Within the data that follows, how many lines contain the word "seen"? Reply with only the number.
··········
// ============================================================
// Layer 5 - Hops and the Multi-Hop Controller
// ============================================================
// A hop reads memory with the current query:
//
//   attention = masked_softmax(cos(memory_attend, u))
//   o         = aggregate(attention, memory_aggregate)
//
// Between hops the query is updated as a linear residual chain:
//
//   u_next = G(o) + u            (G = Linear(d, d), no activation)
//
// The controller runs 1..=3 hops. Each network supplies the memory
// for a given hop index through a closure, so MemN2N and the
// key-value network share the same loop while embedding memory
// their own way.

use burn::{nn::Linear, prelude::*};

use crate::error::{ModelError, ModelResult};
use crate::ml::attention::{aggregate, attend, Aggregation};

pub const MIN_HOPS: usize = 1;
pub const MAX_HOPS: usize = 3;

pub fn validate_hops(hops: usize) -> ModelResult<usize> {
    if (MIN_HOPS..=MAX_HOPS).contains(&hops) {
        Ok(hops)
    } else {
        Err(ModelError::InvalidHops(hops))
    }
}

/// Embedded memory for one hop.
#[derive(Debug, Clone)]
pub struct HopMemory<B: Backend> {
    /// Compared against the query            [b, s, d]
    pub attend: Tensor<B, 3>,
    /// Read out with the attention weights    [b, s, d]
    pub aggregate: Tensor<B, 3>,
}

/// What the final hop hands to the output head.
#[derive(Debug, Clone)]
pub struct FinalHop<B: Backend> {
    /// Aggregated memory `o`                  [b, d]
    pub output: Tensor<B, 2>,
    /// Query `u` that entered the final hop   [b, d]
    pub query: Tensor<B, 2>,
    /// Final hop attention                    [b, s]
    pub attention: Tensor<B, 2>,
}

/// One attend-and-aggregate step. Returns `(o, attention)`.
pub fn hop<B: Backend>(
    memory:       &HopMemory<B>,
    query:        Tensor<B, 2>,
    segment_mask: Tensor<B, 2>,
    aggregation:  Aggregation,
) -> (Tensor<B, 2>, Tensor<B, 2>) {
    let attention = attend(memory.attend.clone(), query, segment_mask);
    let output    = aggregate(attention.clone(), memory.aggregate.clone(), aggregation);
    (output, attention)
}

/// Residual query update between hops.
pub fn next_query<B: Backend>(projection: &Linear<B>, output: Tensor<B, 2>, query: Tensor<B, 2>) -> Tensor<B, 2> {
    projection.forward(output) + query
}

/// Run `hops` hops starting from `query`.
///
/// Without a projection the update is the identity residual `o + u`.
pub fn run_hops<B, F>(
    hops:         usize,
    query:        Tensor<B, 2>,
    segment_mask: Tensor<B, 2>,
    aggregation:  Aggregation,
    projection:   Option<&Linear<B>>,
    mut memory:   F,
) -> FinalHop<B>
where
    B: Backend,
    F: FnMut(usize) -> HopMemory<B>,
{
    let last = hops.max(MIN_HOPS) - 1;

    let mut query = query;
    for k in 0..last {
        let (output, _) = hop(&memory(k), query.clone(), segment_mask.clone(), aggregation);
        query = match projection {
            Some(g) => next_query(g, output, query),
            None    => output + query,
        };
        tracing::trace!("hop {}/{} updated the query", k + 1, hops);
    }

    let (output, attention) = hop(&memory(last), query.clone(), segment_mask, aggregation);
    FinalHop { output, query, attention }
}

// ─── Unit Tests ───────────────────────────────────────────────────────────────
#[cfg(test)]
mod tests {
    use super::*;
    use crate::ml::test_support::{assert_close, values, TestBackend};
    use burn::nn::LinearConfig;

    fn memory() -> HopMemory<TestBackend> {
        let device = Default::default();
        HopMemory {
            attend:    Tensor::from_floats([[[1.0, 0.0], [0.0, 1.0]]], &device),
            aggregate: Tensor::from_floats([[[5.0, 5.0], [-1.0, 2.0]]], &device),
        }
    }

    #[test]
    fn test_hop_count_bounds() {
        assert_eq!(validate_hops(0), Err(ModelError::InvalidHops(0)));
        assert_eq!(validate_hops(4), Err(ModelError::InvalidHops(4)));
        for h in 1..=3 {
            assert_eq!(validate_hops(h), Ok(h));
        }
    }

    #[test]
    fn test_single_hop_returns_incoming_query() {
        let device = Default::default();
        let query  = Tensor::<TestBackend, 2>::from_floats([[1.0, 0.0]], &device);
        let mask   = Tensor::from_floats([[1.0, 1.0]], &device);
        let fin    = run_hops(1, query, mask, Aggregation::HardSelect, None, |_| memory());

        assert_eq!(values(fin.query), vec![1.0, 0.0]);
        assert_eq!(values(fin.output), vec![5.0, 5.0]);
        let att = values(fin.attention);
        assert!(att[0] > att[1]);
    }

    #[test]
    fn test_residual_update_feeds_next_hop() {
        let device = Default::default();
        let projection = LinearConfig::new(2, 2).init::<TestBackend>(&device);
        let query  = Tensor::<TestBackend, 2>::from_floats([[1.0, 0.0]], &device);
        let mask   = Tensor::from_floats([[1.0, 1.0]], &device);

        let mut seen = Vec::new();
        let fin = run_hops(2, query.clone(), mask, Aggregation::HardSelect, Some(&projection), |k| {
            seen.push(k);
            memory()
        });

        let expected = next_query(&projection, Tensor::from_floats([[5.0, 5.0]], &device), query);
        for (a, b) in values(fin.query).into_iter().zip(values(expected)) {
            assert_close(a, b, 1e-6);
        }
        assert_eq!(seen, vec![0, 1]);
    }
}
··········
- _Output of the task_
3